_RECORDED DATA_

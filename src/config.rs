//! Pipeline configuration
//!
//! Built once at startup from defaults, an optional TOML file and CLI
//! overrides, then handed to the pipeline by reference. Nothing downstream
//! reads the environment.

use crate::coverage::DEFAULT_REPORT_FILE_NAME;
use crate::error::ConfigError;
use crate::util::is_safe_relative_path;
use serde::{Deserialize, Serialize};
use std::fs;
use std::path::{Path, PathBuf};

/// Environment variable holding the generation service key.
pub const API_KEY_ENV: &str = "CLAUDE_API_KEY";

/// Placeholder in test command args replaced with the stage's results dir.
pub const RESULTS_DIR_PLACEHOLDER: &str = "{results_dir}";

const CONFIG_DIR_NAME: &str = "revcov";
const CONFIG_FILE_NAME: &str = "config.toml";

#[derive(Debug, Clone, Default, Serialize, Deserialize)]
#[serde(default)]
pub struct PipelineConfig {
    pub project: ProjectSettings,
    pub generation: GenerationSettings,
}

#[derive(Debug, Clone, Serialize, Deserialize)]
#[serde(default)]
pub struct ProjectSettings {
    /// Checkout root; every other relative path resolves against it.
    pub root: PathBuf,
    /// Build invocation, argv style. Runs in `root`.
    pub build_command: Vec<String>,
    /// Test + coverage invocation, argv style. Runs in `test_dir`.
    pub test_command: Vec<String>,
    pub test_dir: PathBuf,
    /// Relative to `test_dir`.
    pub baseline_results_dir: PathBuf,
    /// Relative to `test_dir`.
    pub improved_results_dir: PathBuf,
    pub report_file_name: String,
    /// Overwritten with the generated tests.
    pub target_test_file: PathBuf,
    /// Source of the method under test. Falls back to the bundled sample.
    pub method_source: Option<PathBuf>,
    pub build_timeout_secs: u64,
    pub test_timeout_secs: u64,
}

impl Default for ProjectSettings {
    fn default() -> Self {
        Self {
            root: PathBuf::from("."),
            build_command: argv(&["dotnet", "build", "src/DemoCalc/DemoCalc.csproj", "-v", "quiet"]),
            test_command: argv(&[
                "dotnet",
                "test",
                "--collect:XPlat Code Coverage",
                "--results-directory:{results_dir}",
            ]),
            test_dir: PathBuf::from("src/DemoCalc.Tests"),
            baseline_results_dir: PathBuf::from("TestResults"),
            improved_results_dir: PathBuf::from("TestResults2"),
            report_file_name: DEFAULT_REPORT_FILE_NAME.to_string(),
            target_test_file: PathBuf::from("src/DemoCalc.Tests/ClaudeGeneratedTests.cs"),
            method_source: None,
            build_timeout_secs: 600,
            test_timeout_secs: 1_200,
        }
    }
}

#[derive(Debug, Clone, Serialize, Deserialize)]
#[serde(default)]
pub struct GenerationSettings {
    pub api_url: String,
    pub api_version: String,
    pub model: String,
    pub max_tokens: u32,
    pub timeout_secs: u64,
    /// Fence tag the generated code is expected under.
    pub language: String,
    pub test_class: String,
    pub test_namespace: String,
    pub target_class: String,
}

impl Default for GenerationSettings {
    fn default() -> Self {
        Self {
            api_url: "https://api.anthropic.com/v1/messages".to_string(),
            api_version: "2023-06-01".to_string(),
            model: "claude-sonnet-4-5-20250929".to_string(),
            max_tokens: 2_500,
            timeout_secs: 30,
            language: "csharp".to_string(),
            test_class: "ClaudeGeneratedTests".to_string(),
            test_namespace: "DemoCalc.Tests".to_string(),
            target_class: "DemoCalc".to_string(),
        }
    }
}

fn argv(parts: &[&str]) -> Vec<String> {
    parts.iter().map(|s| s.to_string()).collect()
}

impl PipelineConfig {
    /// Default location: `<config dir>/revcov/config.toml`.
    pub fn default_path() -> Option<PathBuf> {
        dirs::config_dir().map(|p| p.join(CONFIG_DIR_NAME).join(CONFIG_FILE_NAME))
    }

    pub fn load(path: &Path) -> Result<Self, ConfigError> {
        let content = fs::read_to_string(path).map_err(|source| ConfigError::Read {
            path: path.to_path_buf(),
            source,
        })?;
        Self::from_toml(&content).map_err(|source| ConfigError::Parse {
            path: path.to_path_buf(),
            source,
        })
    }

    pub fn from_toml(content: &str) -> Result<Self, toml::de::Error> {
        toml::from_str(content)
    }

    /// Explicit path if given, else the default path if it exists, else defaults.
    pub fn load_or_default(explicit: Option<&Path>) -> Result<Self, ConfigError> {
        if let Some(path) = explicit {
            return Self::load(path);
        }
        match Self::default_path() {
            Some(path) if path.exists() => Self::load(&path),
            _ => Ok(Self::default()),
        }
    }

    pub fn validate(&self) -> Result<(), ConfigError> {
        let project = &self.project;
        let generation = &self.generation;

        if project.build_command.is_empty() {
            return Err(ConfigError::Invalid("build_command must not be empty".into()));
        }
        if project.test_command.is_empty() {
            return Err(ConfigError::Invalid("test_command must not be empty".into()));
        }
        for (label, dir) in [
            ("baseline_results_dir", &project.baseline_results_dir),
            ("improved_results_dir", &project.improved_results_dir),
        ] {
            if !is_safe_relative_path(dir) {
                return Err(ConfigError::Invalid(format!(
                    "{} '{}' must be relative with no traversal",
                    label,
                    dir.display()
                )));
            }
        }
        if project.baseline_results_dir == project.improved_results_dir {
            return Err(ConfigError::Invalid(
                "baseline_results_dir and improved_results_dir must differ".into(),
            ));
        }
        if project.report_file_name.trim().is_empty() {
            return Err(ConfigError::Invalid("report_file_name must not be empty".into()));
        }
        if generation.max_tokens == 0 {
            return Err(ConfigError::Invalid("max_tokens must be greater than 0".into()));
        }
        if generation.timeout_secs == 0 {
            return Err(ConfigError::Invalid("timeout_secs must be greater than 0".into()));
        }
        if generation.model.trim().is_empty() {
            return Err(ConfigError::Invalid("model must not be empty".into()));
        }
        Ok(())
    }
}

impl ProjectSettings {
    fn resolve(&self, path: &Path) -> PathBuf {
        if path.is_absolute() {
            path.to_path_buf()
        } else {
            self.root.join(path)
        }
    }

    pub fn test_dir_path(&self) -> PathBuf {
        self.resolve(&self.test_dir)
    }

    pub fn baseline_results_path(&self) -> PathBuf {
        self.test_dir_path().join(&self.baseline_results_dir)
    }

    pub fn improved_results_path(&self) -> PathBuf {
        self.test_dir_path().join(&self.improved_results_dir)
    }

    pub fn target_test_file_path(&self) -> PathBuf {
        self.resolve(&self.target_test_file)
    }

    pub fn method_source_path(&self) -> Option<PathBuf> {
        self.method_source.as_deref().map(|p| self.resolve(p))
    }

    /// Test command args with the results dir substituted in.
    pub fn test_args_for(&self, results_dir: &Path) -> Vec<String> {
        let dir = results_dir.display().to_string();
        self.test_command
            .iter()
            .map(|arg| arg.replace(RESULTS_DIR_PLACEHOLDER, &dir))
            .collect()
    }
}

/// Read the API key from the environment. Called once, in `main`.
pub fn api_key_from_env() -> Result<String, ConfigError> {
    match std::env::var(API_KEY_ENV) {
        Ok(key) if !key.trim().is_empty() => Ok(key),
        _ => Err(ConfigError::MissingCredential(API_KEY_ENV)),
    }
}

_REQUIRED ACTION_
The response has to match the data exactly, line for line.

_WRITTEN SOLUTION_
filename src/config.rs
//! Pipeline configuration
//!
//! Built once at startup from defaults, an optional TOML file and CLI
//! overrides, then handed to the pipeline by reference. Nothing downstream
//! reads the environment.

use crate::coverage::DEFAULT_REPORT_FILE_NAME;
use crate::error::ConfigError;
use crate::util::is_safe_relative_path;
use serde::{Deserialize, Serialize};
use std::fs;
use std::path::{Path, PathBuf};

/// Environment variable holding the generation service key.
pub const API_KEY_ENV: &str = "CLAUDE_API_KEY";

/// Placeholder in test command args replaced with the stage's results dir.
pub const RESULTS_DIR_PLACEHOLDER: &str = "{results_dir}";

const CONFIG_DIR_NAME: &str = "revcov";
const CONFIG_FILE_NAME: &str = "config.toml";

#[derive(Debug, Clone, Default, Serialize, Deserialize)]
#[serde(default)]
pub struct PipelineConfig {
    pub project: ProjectSettings,
    pub generation: GenerationSettings,
}

#[derive(Debug, Clone, Serialize, Deserialize)]
#[serde(default)]
pub struct ProjectSettings {
    /// Checkout root; every other relative path resolves against it.
    pub root: PathBuf,
    /// Build invocation, argv style. Runs in `root`.
    pub build_command: Vec<String>,
    /// Test + coverage invocation, argv style. Runs in `test_dir`.
    pub test_command: Vec<String>,
    pub test_dir: PathBuf,
    /// Relative to `test_dir`.
    pub baseline_results_dir: PathBuf,
    /// Relative to `test_dir`.
    pub improved_results_dir: PathBuf,
    pub report_file_name: String,
    /// Overwritten with the generated tests.
    pub target_test_file: PathBuf,
    /// Source of the method under test. Falls back to the bundled sample.
    pub method_source: Option<PathBuf>,
    pub build_timeout_secs: u64,
    pub test_timeout_secs: u64,
}

impl Default for ProjectSettings {
    fn default() -> Self {
        Self {
            root: PathBuf::from("."),
            build_command: argv(&["dotnet", "build", "src/DemoCalc/DemoCalc.csproj", "-v", "quiet"]),
            test_command: argv(&[
                "dotnet",
                "test",
                "--collect:XPlat Code Coverage",
                "--results-directory:{results_dir}",
            ]),
            test_dir: PathBuf::from("src/DemoCalc.Tests"),
            baseline_results_dir: PathBuf::from("TestResults"),
            improved_results_dir: PathBuf::from("TestResults2"),
            report_file_name: DEFAULT_REPORT_FILE_NAME.to_string(),
            target_test_file: PathBuf::from("src/DemoCalc.Tests/ClaudeGeneratedTests.cs"),
            method_source: None,
            build_timeout_secs: 600,
            test_timeout_secs: 1_200,
        }
    }
}

#[derive(Debug, Clone, Serialize, Deserialize)]
#[serde(default)]
pub struct GenerationSettings {
    pub api_url: String,
    pub api_version: String,
    pub model: String,
    pub max_tokens: u32,
    pub timeout_secs: u64,
    /// Fence tag the generated code is expected under.
    pub language: String,
    pub test_class: String,
    pub test_namespace: String,
    pub target_class: String,
}

impl Default for GenerationSettings {
    fn default() -> Self {
        Self {
            api_url: "https://api.anthropic.com/v1/messages".to_string(),
            api_version: "2023-06-01".to_string(),
            model: "claude-sonnet-4-5-20250929".to_string(),
            max_tokens: 2_500,
            timeout_secs: 30,
            language: "csharp".to_string(),
            test_class: "ClaudeGeneratedTests".to_string(),
            test_namespace: "DemoCalc.Tests".to_string(),
            target_class: "DemoCalc".to_string(),
        }
    }
}

fn argv(parts: &[&str]) -> Vec<String> {
    parts.iter().map(|s| s.to_string()).collect()
}

impl PipelineConfig {
    /// Default location: `<config dir>/revcov/config.toml`.
    pub fn default_path() -> Option<PathBuf> {
        dirs::config_dir().map(|p| p.join(CONFIG_DIR_NAME).join(CONFIG_FILE_NAME))
    }

    pub fn load(path: &Path) -> Result<Self, ConfigError> {
        let content = fs::read_to_string(path).map_err(|source| ConfigError::Read {
            path: path.to_path_buf(),
            source,
        })?;
        Self::from_toml(&content).map_err(|source| ConfigError::Parse {
            path: path.to_path_buf(),
            source,
        })
    }

    pub fn from_toml(content: &str) -> Result<Self, toml::de::Error> {
        toml::from_str(content)
    }

    /// Explicit path if given, else the default path if it exists, else defaults.
    pub fn load_or_default(explicit: Option<&Path>) -> Result<Self, ConfigError> {
        if let Some(path) = explicit {
            return Self::load(path);
        }
        match Self::default_path() {
            Some(path) if path.exists() => Self::load(&path),
            _ => Ok(Self::default()),
        }
    }

    pub fn validate(&self) -> Result<(), ConfigError> {
        let project = &self.project;
        let generation = &self.generation;

        if project.build_command.is_empty() {
            return Err(ConfigError::Invalid("build_command must not be empty".into()));
        }
        if project.test_command.is_empty() {
            return Err(ConfigError::Invalid("test_command must not be empty".into()));
        }
        for (label, dir) in [
            ("baseline_results_dir", &project.baseline_results_dir),
            ("improved_results_dir", &project.improved_results_dir),
        ] {
            if !is_safe_relative_path(dir) {
                return Err(ConfigError::Invalid(format!(
                    "{} '{}' must be relative with no traversal",
                    label,
                    dir.display()
                )));
            }
        }
        if project.baseline_results_dir == project.improved_results_dir {
            return Err(ConfigError::Invalid(
                "baseline_results_dir and improved_results_dir must differ".into(),
            ));
        }
        if project.report_file_name.trim().is_empty() {
            return Err(ConfigError::Invalid("report_file_name must not be empty".into()));
        }
        if generation.max_tokens == 0 {
            return Err(ConfigError::Invalid("max_tokens must be greater than 0".into()));
        }
        if generation.timeout_secs == 0 {
            return Err(ConfigError::Invalid("timeout_secs must be greater than 0".into()));
        }
        if generation.model.trim().is_empty() {
            return Err(ConfigError::Invalid("model must not be empty".into()));
        }
        Ok(())
    }
}

impl ProjectSettings {
    fn resolve(&self, path: &Path) -> PathBuf {
        if path.is_absolute() {
            path.to_path_buf()
        } else {
            self.root.join(path)
        }
    }

    pub fn test_dir_path(&self) -> PathBuf {
        self.resolve(&self.test_dir)
    }

    pub fn baseline_results_path(&self) -> PathBuf {
        self.test_dir_path().join(&self.baseline_results_dir)
    }

    pub fn improved_results_path(&self) -> PathBuf {
        self.test_dir_path().join(&self.improved_results_dir)
    }

    pub fn target_test_file_path(&self) -> PathBuf {
        self.resolve(&self.target_test_file)
    }

    pub fn method_source_path(&self) -> Option<PathBuf> {
        self.method_source.as_deref().map(|p| self.resolve(p))
    }

    /// Test command args with the results dir substituted in.
    pub fn test_args_for(&self, results_dir: &Path) -> Vec<String> {
        let dir = results_dir.display().to_string();
        self.test_command
            .iter()
            .map(|arg| arg.replace(RESULTS_DIR_PLACEHOLDER, &dir))
            .collect()
    }
}

/// Read the API key from the environment. Called once, in `main`.
pub fn api_key_from_env() -> Result<String, ConfigError> {
    match std::env::var(API_KEY_ENV) {
        Ok(key) if !key.trim().is_empty() => Ok(key),
        _ => Err(ConfigError::MissingCredential(API_KEY_ENV)),
    }
}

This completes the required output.